In attesa che finalmente si possa ritornare a godere della bellezza delle opere d’arte dal vivo, tra corridoi e sale di musei, ritorna – naturalmente sempre in modalità virtuale – la singolare mostra “Imperatrici, matrone, liberte”, inaugurata nel novembre dell’anno scorso agli Uffizi e chiusa il giorno dopo l’apertura a cause delle ristrettezze legate all’emergenza Covid.
Vita breve, dunque, trasformata poi in un’altra modalità di fruizione che potesse rendere onore comunque a questa esposizione che non solo permette la conoscenza di una vasta parte della collezione archeologica custodita nel museo, ma restituisce uno spaccato, diverso dall’immagine tradizionale, del mondo delle donne romane.
Novità assoluta per gli Uffizi, relativamente alla modalità di fruizione di questa mostra, è quella di essere riusciti per la prima volta a digitalizzare completamente l’esposizione in alta definizione, permettendo anche di ingrandire le opere per osservarne i dettagli, visualizzare le didascalie e i testi esplicativi sia in italiano che in inglese e, grazie ad una nuova funzionalità, consultare le schede complete dell’opera conservate negli archivi.

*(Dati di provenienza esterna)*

use serde::{Deserialize, Serialize};

/// Which gate the coordinator applies to agent-to-agent calls.
#[derive(Clone, Copy, Debug, Default, PartialEq, Eq, Serialize, Deserialize)]
#[serde(rename_all = "snake_case")]
pub enum DelegationPolicy {
    /// Composite depth/duration/rate rules with chain collapsing.
    #[default]
    Runaway,
    /// Raw chain length plus a per-correlation rate limit.
    Simple,
}

impl DelegationPolicy {
    /// Parse the snake_case name used in JSON and env vars.
    pub fn parse(s: &str) -> Option<Self> {
        match s.trim().to_ascii_lowercase().as_str() {
            "runaway" => Some(Self::Runaway),
            "simple" => Some(Self::Simple),
            _ => None,
        }
    }
}

/// Dispatch safety configuration.
#[derive(Clone, Debug, Default, PartialEq, Serialize, Deserialize)]
#[serde(rename_all = "camelCase", default)]
pub struct DispatchSettings {
    /// Gate applied to nested calls.
    pub policy: DelegationPolicy,
    /// Limits for the composite rules engine.
    pub runaway: RunawaySettings,
    /// Limits for per-correlation metrics.
    pub correlation: CorrelationSettings,
}

/// Composite rules engine limits.
#[derive(Clone, Debug, PartialEq, Serialize, Deserialize)]
#[serde(rename_all = "camelCase", default)]
pub struct RunawaySettings {
    /// Maximum effective (collapsed) chain depth.
    pub max_depth: usize,
    /// Maximum age of a delegation flow.
    pub max_duration_seconds: u64,
    /// Calls allowed within one rate window.
    pub max_calls_per_window: usize,
    /// Rate window length.
    pub rate_window_seconds: u64,
}

impl Default for RunawaySettings {
    fn default() -> Self {
        Self {
            max_depth: 5,
            max_duration_seconds: 600,
            max_calls_per_window: 20,
            rate_window_seconds: 60,
        }
    }
}

/// Per-correlation metrics limits.
#[derive(Clone, Debug, PartialEq, Serialize, Deserialize)]
#[serde(rename_all = "camelCase", default)]
pub struct CorrelationSettings {
    /// Maximum raw chain length.
    pub max_depth: usize,
    /// Age after which a correlation context is expired.
    pub max_age_seconds: u64,
    /// Sliding-window rate limit.
    pub rate_limit: RateLimitSettings,
}

impl Default for CorrelationSettings {
    fn default() -> Self {
        Self {
            max_depth: 2,
            max_age_seconds: 3600,
            rate_limit: RateLimitSettings::default(),
        }
    }
}

/// Sliding-window rate limit.
#[derive(Clone, Debug, PartialEq, Serialize, Deserialize)]
#[serde(rename_all = "camelCase", default)]
pub struct RateLimitSettings {
    /// Calls allowed within one window.
    pub max_calls: usize,
    /// Window length.
    pub window_seconds: u64,
}

impl Default for RateLimitSettings {
    fn default() -> Self {
        Self {
            max_calls: 100,
            window_seconds: 60,
        }
    }
}

#[cfg(test)]
mod tests {
    use super::*;

    #[test]
    fn runaway_defaults() {
        let r = RunawaySettings::default();
        assert_eq!(r.max_depth, 5);
        assert_eq!(r.max_calls_per_window, 20);
        assert!(r.rate_window_seconds >= 20);
    }

    #[test]
    fn correlation_defaults() {
        let c = CorrelationSettings::default();
        assert_eq!(c.max_depth, 2);
        assert_eq!(c.max_age_seconds, 3600);
    }

    #[test]
    fn policy_serde_names() {
        assert_eq!(
            serde_json::to_value(DelegationPolicy::Simple).unwrap(),
            serde_json::json!("simple")
        );
        let p: DelegationPolicy = serde_json::from_str("\"runaway\"").unwrap();
        assert_eq!(p, DelegationPolicy::Runaway);
    }

    #[test]
    fn policy_parse_is_case_insensitive() {
        assert_eq!(DelegationPolicy::parse("SIMPLE"), Some(DelegationPolicy::Simple));
        assert_eq!(DelegationPolicy::parse("other"), None);
    }
}
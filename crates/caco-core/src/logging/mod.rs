//! Structured logging bootstrap.
//!
//! The dispatch core only emits `tracing` events; installing a subscriber
//! is the host's job. [`init_subscriber`] is the default stderr setup and
//! [`test_utils::capture_logs`] captures events for assertions.

pub mod test_utils;

pub use test_utils::{CapturedEvent, CapturedLogs, capture_logs};

/// Initialize the global tracing subscriber with stderr output.
///
/// `RUST_LOG` takes precedence over `level` when set. Subsequent calls are
/// no-ops.
pub fn init_subscriber(level: &str) {
    use tracing_subscriber::EnvFilter;

    let filter = EnvFilter::try_from_default_env().unwrap_or_else(|_| EnvFilter::new(level));

    let subscriber = tracing_subscriber::fmt()
        .with_env_filter(filter)
        .with_target(true)
        .with_writer(std::io::stderr)
        .compact();

    let _ = subscriber.try_init();
}

/// Initialize the global tracing subscriber with newline-delimited JSON on stderr.
pub fn init_json_subscriber(level: &str) {
    use tracing_subscriber::EnvFilter;

    let filter = EnvFilter::try_from_default_env().unwrap_or_else(|_| EnvFilter::new(level));

    let subscriber = tracing_subscriber::fmt()
        .with_env_filter(filter)
        .with_writer(std::io::stderr)
        .json();

    let _ = subscriber.try_init();
}

/// Initialize with the format chosen by `json`.
pub fn init_logging(level: &str, json: bool) {
    if json {
        init_json_subscriber(level);
    } else {
        init_subscriber(level);
    }
}

#[cfg(test)]
mod tests {
    use super::*;

    #[test]
    fn init_subscriber_does_not_panic() {
        init_subscriber("warn");
        init_subscriber("debug");
        init_json_subscriber("info");
        init_logging("info", true);
    }
}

Così direttamente da un tablet o da un cellulare è possibile fare un tour virtuale gratuito tra circa trenta opere provenienti sia dagli Uffizi che dal Museo Archeologico Nazionale di Firenze e dalla Biblioteca Nazionale Centrale legate alla figura della donna romana dell’età imperiale. Sono busti celebrativi, are funerarie, iscrizioni, statue, monete, disegni ognuno narranti una storia capace di svelare un altro volto della donna romana, tra segreti, battaglie di emancipazione, ruoli politici, vita quotidiana.
Tra modelli positivi e negativi di imperatrici e donne potenti e storie di vita quotidiana di matrone e liberte si può trovare una figura di emancipazione femminile e potere come quella di Pompeia Trebulla, potente matrona di Terracina, capace di restaurare a proprie spese il tempio dedicato a Tiberio e alla madre dell’imperatore e guadagnarsi così un posto d’onore, accanto ai nomi dei vari Augusti. Ma si può anche scoprire una storia come quella di Giunia Atte, prima schiava e poi liberta, sposata al suo padrone e da lui stesso maledetta dopo l’abbandono di lei in seguito alla morte della loro figlia.